Canadian Asbestos, Licence to Kill

Last friday Canada took the lead in blocking a move to have asbestos added to the list of dangerous substances for which importers must be given explicit warning under the Rotterdam Convention. SP Euro-MP Kartika Liotard said that it was “unbelievable that in the year 2006 a developed country like Canada continues to close its eyes to the 90,000 deaths provoked every year by asbestos. By doing so it burdens itself with a very heavy responsibility, purely and simply for financial gain.”

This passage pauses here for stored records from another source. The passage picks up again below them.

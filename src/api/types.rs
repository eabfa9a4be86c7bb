//! Request and response bodies of the booth backend.

use std::fmt;

use chrono::{DateTime, Local, NaiveDate, NaiveDateTime};
use serde::{Deserialize, Deserializer, Serialize};

/// Login request body.
#[derive(Debug, Serialize)]
pub(crate) struct Credentials<'a> {
    pub email: &'a str,
    pub password: &'a str,
}

/// Access and refresh tokens issued at login.
#[derive(Debug, Clone, Deserialize)]
pub struct TokenPair {
    pub access: String,
    pub refresh: String,
}

#[derive(Debug, Serialize)]
pub(crate) struct RefreshRequest<'a> {
    pub refresh: &'a str,
}

#[derive(Debug, Deserialize)]
pub(crate) struct RefreshResponse {
    pub access: String,
}

#[derive(Debug, Serialize)]
pub(crate) struct PinRequest<'a> {
    pub pin: &'a str,
}

/// The logged-in user.
#[derive(Debug, Clone, Default, Deserialize)]
pub struct User {
    #[serde(default)]
    pub id: Option<i64>,
    #[serde(default)]
    pub name: Option<String>,
    #[serde(default)]
    pub email: Option<String>,
}

impl User {
    /// Name for greetings: name, else email, else "User".
    pub fn display_name(&self) -> &str {
        [self.name.as_deref(), self.email.as_deref()]
            .into_iter()
            .flatten()
            .find(|s| !s.trim().is_empty())
            .unwrap_or("User")
    }
}

/// Treat an explicit `null` like a missing field.
fn null_as_default<'de, D, T>(deserializer: D) -> Result<T, D::Error>
where
    D: Deserializer<'de>,
    T: Default + Deserialize<'de>,
{
    Option::<T>::deserialize(deserializer).map(Option::unwrap_or_default)
}

#[derive(Debug, Clone, PartialEq, Deserialize)]
pub struct Package {
    #[serde(default, deserialize_with = "null_as_default")]
    pub name: String,
}

/// A booth event.
#[derive(Debug, Clone, PartialEq, Deserialize)]
pub struct Event {
    pub id: i64,
    #[serde(default, deserialize_with = "null_as_default")]
    pub name: String,
    #[serde(default, deserialize_with = "null_as_default")]
    pub date: String,
    #[serde(default, deserialize_with = "null_as_default")]
    pub location: String,
    #[serde(default)]
    pub description: Option<String>,
    #[serde(default)]
    pub package: Option<Package>,
}

impl Event {
    /// The event date, accepting RFC 3339, naive ISO timestamps and plain dates.
    pub fn parsed_date(&self) -> Option<NaiveDateTime> {
        let raw = self.date.trim();
        if let Ok(dt) = DateTime::parse_from_rfc3339(raw) {
            return Some(dt.with_timezone(&Local).naive_local());
        }
        for format in ["%Y-%m-%dT%H:%M:%S%.f", "%Y-%m-%dT%H:%M:%S", "%Y-%m-%d %H:%M:%S"] {
            if let Ok(dt) = NaiveDateTime::parse_from_str(raw, format) {
                return Some(dt);
            }
        }
        NaiveDate::parse_from_str(raw, "%Y-%m-%d")
            .ok()
            .and_then(|d| d.and_hms_opt(0, 0, 0))
    }

    pub fn package_name(&self) -> &str {
        self.package
            .as_ref()
            .map(|p| p.name.as_str())
            .filter(|name| !name.trim().is_empty())
            .unwrap_or("-")
    }
}

/// One page of events.
#[derive(Debug, Clone, Default, Deserialize)]
pub struct EventPage {
    #[serde(default, deserialize_with = "null_as_default")]
    pub data: Vec<Event>,
    #[serde(default, deserialize_with = "null_as_default")]
    pub count: u64,
}

impl EventPage {
    /// `max(1, ceil(count / page_size))`.
    pub fn total_pages(&self, page_size: u32) -> u32 {
        total_pages(self.count, page_size)
    }
}

/// Number of pages needed for `count` items; never less than one.
pub fn total_pages(count: u64, page_size: u32) -> u32 {
    if page_size == 0 {
        return 1;
    }
    count.div_ceil(page_size as u64).max(1) as u32
}

/// An overlay template that uploads can be tagged with.
#[derive(Debug, Clone, PartialEq, Deserialize)]
pub struct Template {
    pub id: i64,
    #[serde(default, deserialize_with = "null_as_default")]
    pub name: String,
}

/// Event list tabs and their `date_filter` values.
#[derive(Debug, Clone, Copy, PartialEq, Eq, Default)]
pub enum EventTab {
    #[default]
    Upcoming,
    Today,
    Past,
}

impl EventTab {
    pub const ALL: [EventTab; 3] = [EventTab::Upcoming, EventTab::Today, EventTab::Past];

    pub fn date_filter(self) -> &'static str {
        match self {
            EventTab::Upcoming => "gt",
            EventTab::Today => "exact",
            EventTab::Past => "lt",
        }
    }

    pub fn label(self) -> &'static str {
        match self {
            EventTab::Upcoming => "Upcoming",
            EventTab::Today => "Today",
            EventTab::Past => "Past",
        }
    }

    pub fn parse(s: &str) -> Option<Self> {
        match s.trim().to_lowercase().as_str() {
            "upcoming" => Some(EventTab::Upcoming),
            "today" => Some(EventTab::Today),
            "past" => Some(EventTab::Past),
            _ => None,
        }
    }

    pub fn next(self) -> Self {
        match self {
            EventTab::Upcoming => EventTab::Today,
            EventTab::Today => EventTab::Past,
            EventTab::Past => EventTab::Upcoming,
        }
    }

    pub fn prev(self) -> Self {
        match self {
            EventTab::Upcoming => EventTab::Past,
            EventTab::Today => EventTab::Upcoming,
            EventTab::Past => EventTab::Today,
        }
    }
}

/// Kind of an uploaded media file.
#[derive(Debug, Clone, Copy, PartialEq, Eq, Serialize, Deserialize)]
#[serde(rename_all = "lowercase")]
pub enum MediaType {
    Photo,
    Gif,
    Video,
    Boomerang,
}

impl MediaType {
    pub fn as_str(self) -> &'static str {
        match self {
            MediaType::Photo => "photo",
            MediaType::Gif => "gif",
            MediaType::Video => "video",
            MediaType::Boomerang => "boomerang",
        }
    }

    pub fn parse(s: &str) -> Option<Self> {
        match s.trim().to_lowercase().as_str() {
            "photo" => Some(MediaType::Photo),
            "gif" => Some(MediaType::Gif),
            "video" => Some(MediaType::Video),
            "boomerang" => Some(MediaType::Boomerang),
            _ => None,
        }
    }

    /// Guess from a file extension.
    pub fn from_extension(ext: &str) -> Option<Self> {
        match ext.to_lowercase().as_str() {
            "jpg" | "jpeg" | "png" => Some(MediaType::Photo),
            "gif" => Some(MediaType::Gif),
            "mp4" | "mov" | "avi" => Some(MediaType::Video),
            _ => None,
        }
    }
}

impl fmt::Display for MediaType {
    fn fmt(&self, f: &mut fmt::Formatter<'_>) -> fmt::Result {
        f.write_str(self.as_str())
    }
}
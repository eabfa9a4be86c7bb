use std::path::PathBuf;

/// Errors from talking to the booth backend.
#[derive(Debug, thiserror::Error)]
pub enum ApiError {
    #[error("HTTP request failed: {0}")]
    Http(#[from] reqwest::Error),

    #[error("Request failed with status {status}: {body}")]
    Status { status: u16, body: String },

    #[error("Invalid email or password")]
    InvalidCredentials,

    #[error("Not logged in")]
    NotAuthenticated,

    #[error("File not found: {}", .0.display())]
    MissingFile(PathBuf),

    #[error("IO error: {0}")]
    Io(#[from] std::io::Error),
}

impl ApiError {
    /// Build a `Status` error from a failed response, consuming its body.
    pub(crate) async fn from_response(response: reqwest::Response) -> Self {
        let status = response.status().as_u16();
        let body = response
            .text()
            .await
            .unwrap_or_else(|_| "Unknown error".to_string());
        ApiError::Status { status, body }
    }

    /// Whether this is an HTTP 401.
    pub fn is_unauthorized(&self) -> bool {
        matches!(self, ApiError::Status { status: 401, .. })
    }
}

Kartika LiotardThe Rotterdam Conventon is an international agreement regulating trade in dangerous substances. On Friday the signatories to the Convention met to consider, amongst other matters, the addition of asbestos to the list of substances covered. Anyone trading in a substance included on the list must issue an explicit warning to importers and the responsible authorities in order that they may decide, in full possession of the facts, whether a particular substance may be imported. “It doesn't go so far as to ban trade in asbestos,” Ms Liotard said, “and the fact that Canada won't even accept this half-measure shows how far we have to go to achieve an asbestos-free world.”

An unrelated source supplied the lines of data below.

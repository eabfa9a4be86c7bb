//! Paginated, tabbed, searchable event table.

use crossterm::event::{KeyCode, KeyEvent};
use ratatui::Frame;
use ratatui::layout::{Constraint, Layout, Rect};
use ratatui::style::{Color, Modifier, Style};
use ratatui::text::{Line, Span};
use ratatui::widgets::{Block, Borders, Cell, Paragraph, Row, Table, TableState, Tabs};

use crate::api::{Event, EventPage, EventTab};
use crate::route::Route;
use crate::ui::app::Action;

pub const DEFAULT_PAGE_SIZE: u32 = 10;

#[derive(Debug, Clone)]
pub struct EventListView {
    pub tab: EventTab,
    pub page: u32,
    pub page_size: u32,
    pub total_pages: u32,
    pub search: String,
    pub searching: bool,
    pub events: Vec<Event>,
    pub selected: usize,
    pub loading: bool,
    pub status: Option<String>,
}

impl Default for EventListView {
    fn default() -> Self {
        Self::new(DEFAULT_PAGE_SIZE)
    }
}

impl EventListView {
    pub fn new(page_size: u32) -> Self {
        Self {
            tab: EventTab::Upcoming,
            page: 1,
            page_size: page_size.max(1),
            total_pages: 1,
            search: String::new(),
            searching: false,
            events: Vec::new(),
            selected: 0,
            loading: true,
            status: None,
        }
    }

    /// Search term to send, if any.
    pub fn search_term(&self) -> Option<&str> {
        let term = self.search.trim();
        (!term.is_empty()).then_some(term)
    }

    pub fn page_label(&self) -> String {
        format!("Page {} of {}", self.page, self.total_pages)
    }

    pub fn selected_event(&self) -> Option<&Event> {
        self.events.get(self.selected)
    }

    /// Show a fetched page.
    ///
    /// When the result has fewer pages than the one requested, the last page
    /// is fetched instead and `LoadEvents` is returned.
    pub fn apply_page(&mut self, page: EventPage) -> Option<Action> {
        self.total_pages = page.total_pages(self.page_size);
        let clamped = self.page.clamp(1, self.total_pages);
        if clamped != self.page {
            self.page = clamped;
            self.events.clear();
            self.selected = 0;
            self.loading = true;
            self.status = None;
            return Some(Action::LoadEvents);
        }
        self.events = page.data;
        self.selected = self.selected.min(self.events.len().saturating_sub(1));
        self.loading = false;
        self.status = self.events.is_empty().then(|| "No events found".to_string());
        None
    }

    pub fn apply_error(&mut self, message: impl Into<String>) {
        self.events.clear();
        self.selected = 0;
        self.loading = false;
        self.status = Some(message.into());
    }

    fn reload_first_page(&mut self) -> Option<Action> {
        self.page = 1;
        self.selected = 0;
        self.loading = true;
        Some(Action::LoadEvents)
    }

    fn switch_tab(&mut self, tab: EventTab) -> Option<Action> {
        if tab == self.tab {
            return None;
        }
        self.tab = tab;
        self.reload_first_page()
    }

    fn go_to_page(&mut self, page: u32) -> Option<Action> {
        let page = page.clamp(1, self.total_pages.max(1));
        if page == self.page {
            return None;
        }
        self.page = page;
        self.selected = 0;
        self.loading = true;
        Some(Action::LoadEvents)
    }

    fn handle_search_key(&mut self, key: KeyEvent) -> Option<Action> {
        match key.code {
            KeyCode::Esc | KeyCode::Enter => {
                self.searching = false;
                None
            }
            KeyCode::Backspace => {
                self.search.pop()?;
                self.reload_first_page()
            }
            KeyCode::Char(c) => {
                self.search.push(c);
                self.reload_first_page()
            }
            _ => None,
        }
    }

    pub fn handle_key(&mut self, key: KeyEvent) -> Option<Action> {
        if self.searching {
            return self.handle_search_key(key);
        }

        match key.code {
            KeyCode::Char('q') => Some(Action::Quit),
            KeyCode::Char('l') => Some(Action::Logout),
            KeyCode::Char('r') => {
                self.loading = true;
                Some(Action::LoadEvents)
            }
            KeyCode::Char('/') => {
                self.searching = true;
                None
            }
            KeyCode::Tab | KeyCode::Right => self.switch_tab(self.tab.next()),
            KeyCode::BackTab | KeyCode::Left => self.switch_tab(self.tab.prev()),
            KeyCode::PageDown => self.go_to_page(self.page + 1),
            KeyCode::PageUp => self.go_to_page(self.page.saturating_sub(1)),
            KeyCode::Down | KeyCode::Char('j') => {
                if self.selected + 1 < self.events.len() {
                    self.selected += 1;
                }
                None
            }
            KeyCode::Up | KeyCode::Char('k') => {
                self.selected = self.selected.saturating_sub(1);
                None
            }
            KeyCode::Enter => self
                .selected_event()
                .map(|event| Action::Navigate(Route::EventDetails(event.id))),
            _ => None,
        }
    }

    pub fn render(&self, frame: &mut Frame, area: Rect) {
        let [tabs_area, search_area, table_area, footer_area] = Layout::vertical([
            Constraint::Length(3),
            Constraint::Length(3),
            Constraint::Min(3),
            Constraint::Length(1),
        ])
        .areas(area);

        let selected_tab = EventTab::ALL.iter().position(|t| *t == self.tab).unwrap_or(0);
        let tabs = Tabs::new(EventTab::ALL.iter().map(|t| t.label()))
            .select(selected_tab)
            .block(Block::default().borders(Borders::ALL).title("Events"))
            .highlight_style(Style::default().fg(Color::Cyan).add_modifier(Modifier::BOLD));
        frame.render_widget(tabs, tabs_area);

        let search_style = if self.searching {
            Style::default().fg(Color::Cyan)
        } else {
            Style::default().fg(Color::DarkGray)
        };
        let search_text = if self.search.is_empty() && !self.searching {
            "Press / to search".to_string()
        } else {
            self.search.clone()
        };
        frame.render_widget(
            Paragraph::new(search_text).block(
                Block::default()
                    .borders(Borders::ALL)
                    .title("Search")
                    .border_style(search_style),
            ),
            search_area,
        );

        let block = Block::default().borders(Borders::ALL);
        if self.loading || self.events.is_empty() {
            let message = if self.loading {
                "Loading events..."
            } else {
                self.status.as_deref().unwrap_or("No events found")
            };
            frame.render_widget(
                Paragraph::new(message)
                    .centered()
                    .style(Style::default().fg(Color::DarkGray))
                    .block(block),
                table_area,
            );
        } else {
            let header = Row::new(["Name", "Date", "Package", "Location"])
                .style(Style::default().add_modifier(Modifier::BOLD));
            let rows = self.events.iter().map(|event| {
                let date = event
                    .parsed_date()
                    .map(|d| d.format("%b %d, %Y").to_string())
                    .unwrap_or_else(|| event.date.clone());
                Row::new([
                    Cell::from(event.name.clone()),
                    Cell::from(date),
                    Cell::from(event.package_name().to_string()),
                    Cell::from(event.location.clone()),
                ])
            });
            let table = Table::new(
                rows,
                [
                    Constraint::Percentage(35),
                    Constraint::Percentage(20),
                    Constraint::Percentage(20),
                    Constraint::Percentage(25),
                ],
            )
            .header(header)
            .block(block)
            .row_highlight_style(Style::default().fg(Color::Black).bg(Color::Cyan));
            let mut state = TableState::default().with_selected(Some(self.selected));
            frame.render_stateful_widget(table, table_area, &mut state);
        }

        let footer = Line::from(vec![
            Span::styled(self.page_label(), Style::default().fg(Color::White)),
            Span::raw("  "),
            Span::styled(
                self.status.as_deref().filter(|_| !self.events.is_empty()).unwrap_or(""),
                Style::default().fg(Color::Red),
            ),
        ]);
        frame.render_widget(Paragraph::new(footer), footer_area);
    }
}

Last week Liotard was the opening speaker at the Amsterdam coference of the European Asbestos Removers' Association (EARA), using the opportunity to argue for a general world-wide ban on the substance, a call also supported by the WHO and ILO. “No-one in the world any longer denies that asbestos is responsible for 90,000 deaths a year,” she said. “Yet Canada, with the support of India, Kyrgizistan and Ukraine, is absolutely not prepared even to make its trade in death more transparent. A scandalous position! I will certainly be looking into how we in Europe should react to this.”